> _What you are asked to do_
Each line starting at the one that contains "Self::default()" and ending at the one that contains "self.total_pii_detected += result.detection_count();" must be returned exactly, and the rest of the listing is left out.

The data below:

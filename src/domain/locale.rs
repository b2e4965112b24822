//! Geographic locales controlling which detection patterns apply

use serde::{Deserialize, Serialize};
use std::fmt;

/// Geographic locale supported by the library
///
/// A locale selects the region-specific pattern set a detector uses. Pattern
/// registries always consider the [`Locale::Generic`] entry in addition to the
/// active locale's entry, never instead of it.
#[derive(Debug, Clone, Copy, PartialEq, Eq, Hash, Serialize, Deserialize)]
#[serde(rename_all = "UPPERCASE")]
pub enum Locale {
    /// United States
    Us,
    /// United Kingdom
    Uk,
    /// European Union
    Eu,
    /// India
    India,
    /// Canada
    Canada,
    /// Australia
    Australia,
    /// Generic/international fallback patterns
    Generic,
}

impl Locale {
    /// All locales, in declaration order
    pub const ALL: [Locale; 7] = [
        Locale::Us,
        Locale::Uk,
        Locale::Eu,
        Locale::India,
        Locale::Canada,
        Locale::Australia,
        Locale::Generic,
    ];

    /// Short locale code (e.g. "US", "GEN")
    pub fn code(&self) -> &'static str {
        match self {
            Locale::Us => "US",
            Locale::Uk => "UK",
            Locale::Eu => "EU",
            Locale::India => "IN",
            Locale::Canada => "CA",
            Locale::Australia => "AU",
            Locale::Generic => "GEN",
        }
    }

    /// Human-readable display name
    pub fn display_name(&self) -> &'static str {
        match self {
            Locale::Us => "United States",
            Locale::Uk => "United Kingdom",
            Locale::Eu => "European Union",
            Locale::India => "India",
            Locale::Canada => "Canada",
            Locale::Australia => "Australia",
            Locale::Generic => "Generic/International",
        }
    }

    /// Look up a locale by its code, case-insensitively
    ///
    /// Unknown codes fall back to [`Locale::Generic`] rather than failing, so
    /// a stale or misspelled code degrades to the broadest pattern set.
    pub fn from_code(code: &str) -> Locale {
        Locale::ALL
            .into_iter()
            .find(|l| l.code().eq_ignore_ascii_case(code))
            .unwrap_or(Locale::Generic)
    }
}

impl Default for Locale {
    fn default() -> Self {
        Locale::Generic
    }
}

impl fmt::Display for Locale {
    fn fmt(&self, f: &mut fmt::Formatter<'_>) -> fmt::Result {
        write!(f, "{}", self.code())
    }
}

#[cfg(test)]
mod tests {
    use super::*;

    #[test]
    fn test_from_code_exact() {
        assert_eq!(Locale::from_code("US"), Locale::Us);
        assert_eq!(Locale::from_code("GEN"), Locale::Generic);
        assert_eq!(Locale::from_code("IN"), Locale::India);
    }

    #[test]
    fn test_from_code_case_insensitive() {
        assert_eq!(Locale::from_code("us"), Locale::Us);
        assert_eq!(Locale::from_code("Au"), Locale::Australia);
    }

    #[test]
    fn test_from_code_unknown_falls_back_to_generic() {
        assert_eq!(Locale::from_code("XX"), Locale::Generic);
        assert_eq!(Locale::from_code(""), Locale::Generic);
    }

    #[test]
    fn test_display_uses_code() {
        assert_eq!(Locale::Uk.to_string(), "UK");
    }
}
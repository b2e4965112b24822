//! Domain error types
//!
//! All errors are domain-specific and don't expose third-party types.
//! Configuration errors surface synchronously at configuration time;
//! detection-time faults are caught per-detector and degrade to "fewer spans
//! detected" rather than propagating out of the engine.

use thiserror::Error;

/// Main cloak error type
#[derive(Debug, Error)]
pub enum CloakError {
    /// Configuration-related errors (unknown strategy, bad locale code,
    /// missing pattern library)
    #[error("Configuration error: {0}")]
    Configuration(String),

    /// Invalid regex syntax reported at mutation or load time
    #[error("Invalid pattern '{pattern}': {message}")]
    Pattern { pattern: String, message: String },

    /// A model collaborator failed or returned malformed output
    #[error("Model error: {0}")]
    Model(String),

    /// Detector-internal faults
    #[error("Detection error: {0}")]
    Detection(String),

    /// I/O errors
    #[error("I/O error: {0}")]
    Io(String),

    /// Serialization/deserialization errors
    #[error("Serialization error: {0}")]
    Serialization(String),
}

impl CloakError {
    /// Build a pattern error from a failed regex compilation
    pub fn pattern(pattern: impl Into<String>, err: &regex::Error) -> Self {
        CloakError::Pattern {
            pattern: pattern.into(),
            message: err.to_string(),
        }
    }
}

impl From<std::io::Error> for CloakError {
    fn from(err: std::io::Error) -> Self {
        CloakError::Io(err.to_string())
    }
}

impl From<serde_json::Error> for CloakError {
    fn from(err: serde_json::Error) -> Self {
        CloakError::Serialization(err.to_string())
    }
}

impl From<toml::de::Error> for CloakError {
    fn from(err: toml::de::Error) -> Self {
        CloakError::Configuration(format!("TOML parse error: {err}"))
    }
}
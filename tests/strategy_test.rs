//! Strategy-level rewrite properties over hand-built span sets

use cloak::strategies::{DeleteStrategy, MaskStrategy, RedactionStrategy, TagStrategy};
use cloak::{PiiEntity, PiiKind};

fn entity(kind: PiiKind, start: usize, end: usize, text: &str) -> PiiEntity {
    PiiEntity::new(kind, start, end, text, 0.9)
}

#[test]
fn mask_is_position_stable_for_adjacent_spans() {
    let text = "ab@x.com cd@y.org";
    let entities = vec![
        entity(PiiKind::Email, 0, 8, "ab@x.com"),
        entity(PiiKind::Email, 9, 17, "cd@y.org"),
    ];
    let out = MaskStrategy::new().redact(text, &entities);
    assert_eq!(out, "[REDACTED] [REDACTED]");
}

#[test]
fn mask_handles_span_at_end_of_text() {
    let text = "mail a@b.co";
    let entities = vec![entity(PiiKind::Email, 5, 11, "a@b.co")];
    let out = MaskStrategy::with_mask("*").redact(text, &entities);
    assert_eq!(out, "mail *");
}

#[test]
fn delete_collapses_spans_without_touching_surroundings() {
    let text = "id 123-45-6789 on file";
    let entities = vec![entity(PiiKind::Ssn, 3, 14, "123-45-6789")];
    let out = DeleteStrategy::new().redact(text, &entities);
    assert_eq!(out, "id  on file");
}

#[test]
fn tag_numbers_per_kind_in_reading_order() {
    let text = "A a@x.com B 555-123-4567 C b@y.org";
    let entities = vec![
        // Deliberately out of reading order
        entity(PiiKind::Email, 27, 34, "b@y.org"),
        entity(PiiKind::Email, 2, 9, "a@x.com"),
        entity(PiiKind::PhoneNumber, 12, 24, "555-123-4567"),
    ];
    let out = TagStrategy::new().redact(text, &entities);
    assert_eq!(out, "A <EMAIL_0> B <PHONE_NUMBER_0> C <EMAIL_1>");
}

#[test]
fn tag_counters_reset_between_calls() {
    let strategy = TagStrategy::new();
    let text = "x a@b.co";
    let entities = vec![entity(PiiKind::Email, 2, 8, "a@b.co")];
    assert_eq!(strategy.redact(text, &entities), "x <EMAIL_0>");
    assert_eq!(strategy.redact(text, &entities), "x <EMAIL_0>");
}

#[test]
fn strategies_pass_text_through_when_no_spans() {
    let text = "nothing sensitive";
    let none: Vec<PiiEntity> = Vec::new();
    assert_eq!(MaskStrategy::new().redact(text, &none), text);
    assert_eq!(DeleteStrategy::new().redact(text, &none), text);
    assert_eq!(TagStrategy::new().redact(text, &none), text);
}

#[test]
fn strategy_names_are_stable() {
    assert_eq!(MaskStrategy::new().name(), "MASK");
    assert_eq!(DeleteStrategy::new().name(), "DELETE");
    assert_eq!(TagStrategy::new().name(), "TAG");
}

#[test]
fn multibyte_text_around_spans_is_preserved() {
    let text = "héllo a@b.co wörld";
    let start = text.find("a@b.co").unwrap();
    let entities = vec![entity(PiiKind::Email, start, start + 6, "a@b.co")];
    let out = MaskStrategy::new().redact(text, &entities);
    assert_eq!(out, "héllo [REDACTED] wörld");
}
//! Batch scan reporting
//!
//! Aggregates statistics across many anonymization passes, for callers that
//! sweep a corpus of texts and want a summary of what was found.

use crate::domain::PiiKind;
use crate::engine::AnonymizationResult;
use serde::{Deserialize, Serialize};
use std::collections::HashMap;

/// Aggregate statistics over a batch of anonymization passes
#[derive(Debug, Clone, Default, Serialize, Deserialize)]
pub struct ScanReport {
    /// Total texts processed
    pub total_texts: usize,

    /// Total PII spans detected across all texts
    pub total_pii_detected: usize,

    /// Detection counts by kind
    pub detections_by_kind: HashMap<PiiKind, usize>,

    /// Texts with at least one detection
    pub texts_with_pii: usize,

    /// Texts with no detections
    pub texts_without_pii: usize,

    /// Warnings accumulated during the batch
    pub warnings: Vec<String>,
}

impl ScanReport {
    /// Create an empty report
    pub fn new() -> Self {
        Self::default()
    }

    /// Fold one pass result into the report
    pub fn add_result(&mut self, result: &AnonymizationResult) {
        self.total_texts += 1;

        if result.has_detections() {
            self.texts_with_pii += 1;
            self.total_pii_detected += result.detection_count();
            for (kind, count) in &result.stats_by_kind {
                *self.detections_by_kind.entry(*kind).or_insert(0) += count;
            }
        } else {
            self.texts_without_pii += 1;
        }
    }

    /// Record a warning
    pub fn add_warning(&mut self, warning: impl Into<String>) {
        self.warnings.push(warning.into());
    }

    /// One-line human-readable summary
    pub fn summary(&self) -> String {
        let mut kinds: Vec<(&PiiKind, &usize)> = self.detections_by_kind.iter().collect();
        kinds.sort_by_key(|(kind, _)| kind.label());
        let breakdown = kinds
            .iter()
            .map(|(kind, count)| format!("{}={count}", kind.label()))
            .collect::<Vec<_>>()
            .join(", ");
        format!(
            "{} spans in {}/{} texts ({})",
            self.total_pii_detected, self.texts_with_pii, self.total_texts, breakdown
        )
    }
}
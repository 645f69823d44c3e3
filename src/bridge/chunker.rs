//! Prose chunking for speak actions.
//!
//! TTS front-ends cap how much text one speak action may carry, so agent
//! prose is split into chunks of at most the configured character limit.
//! Sentence mode prefers sentence boundaries and falls back to words, then
//! to hard cuts, so a chunk never exceeds the limit; fixed mode cuts at the
//! limit directly. Chunks are counted in characters, never split inside a
//! UTF-8 character.

use serde::{Deserialize, Serialize};

/// How prose is split into speak actions
#[derive(Debug, Clone, Copy, PartialEq, Eq, Serialize, Deserialize, Default)]
#[serde(rename_all = "lowercase")]
pub enum ChunkMode {
    /// Pack whole sentences up to the limit
    #[default]
    Sentence,
    /// Cut at the limit regardless of content
    Fixed,
}

/// Split `text` into chunks of at most `limit` characters.
pub fn chunk_text(text: &str, limit: usize, mode: ChunkMode) -> Vec<String> {
    let text = text.trim();
    if text.is_empty() {
        return Vec::new();
    }
    let limit = limit.max(1);
    if text.chars().count() <= limit {
        return vec![text.to_string()];
    }

    match mode {
        ChunkMode::Fixed => hard_chunks(text, limit),
        ChunkMode::Sentence => {
            let mut units = Vec::new();
            for sentence in split_sentences(text) {
                if sentence.chars().count() <= limit {
                    units.push(sentence);
                } else {
                    units.extend(word_units(&sentence, limit));
                }
            }
            pack(units, limit)
        }
    }
}

/// Cut into pieces of exactly `limit` characters (except the last).
fn hard_chunks(text: &str, limit: usize) -> Vec<String> {
    let mut out = Vec::new();
    let mut current = String::new();
    let mut count = 0;

    for ch in text.chars() {
        if count == limit {
            out.push(std::mem::take(&mut current));
            count = 0;
        }
        current.push(ch);
        count += 1;
    }
    if !current.is_empty() {
        out.push(current);
    }

    out.into_iter()
        .map(|chunk| chunk.trim().to_string())
        .filter(|chunk| !chunk.is_empty())
        .collect()
}

/// Split on sentence terminators followed by whitespace, and on newlines.
fn split_sentences(text: &str) -> Vec<String> {
    let mut out = Vec::new();
    let mut current = String::new();
    let mut chars = text.chars().peekable();

    while let Some(ch) = chars.next() {
        current.push(ch);
        let boundary = match ch {
            '\n' => true,
            '.' | '!' | '?' => chars.peek().map_or(true, |next| next.is_whitespace()),
            _ => false,
        };
        if boundary {
            let sentence = current.trim();
            if !sentence.is_empty() {
                out.push(sentence.to_string());
            }
            current.clear();
        }
    }

    let sentence = current.trim();
    if !sentence.is_empty() {
        out.push(sentence.to_string());
    }
    out
}

/// Break an oversize sentence into word-packed units of at most `limit`
/// characters; words longer than the limit are hard-cut.
fn word_units(sentence: &str, limit: usize) -> Vec<String> {
    let mut pieces = Vec::new();
    for word in sentence.split_whitespace() {
        if word.chars().count() > limit {
            pieces.extend(hard_chunks(word, limit));
        } else {
            pieces.push(word.to_string());
        }
    }
    pack(pieces, limit)
}

/// Greedily join units with single spaces without exceeding `limit`.
fn pack(units: Vec<String>, limit: usize) -> Vec<String> {
    let mut out = Vec::new();
    let mut current = String::new();

    for unit in units {
        let unit_len = unit.chars().count();
        let current_len = current.chars().count();
        if current_len > 0 && current_len + 1 + unit_len > limit {
            out.push(std::mem::take(&mut current));
        }
        if !current.is_empty() {
            current.push(' ');
        }
        current.push_str(&unit);
    }
    if !current.is_empty() {
        out.push(current);
    }
    out
}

End of The data.

> _Answer section_
        Self::default()
    }

    /// Fold one pass result into the report
    pub fn add_result(&mut self, result: &AnonymizationResult) {
        self.total_texts += 1;

        if result.has_detections() {
            self.texts_with_pii += 1;
            self.total_pii_detected += result.detection_count();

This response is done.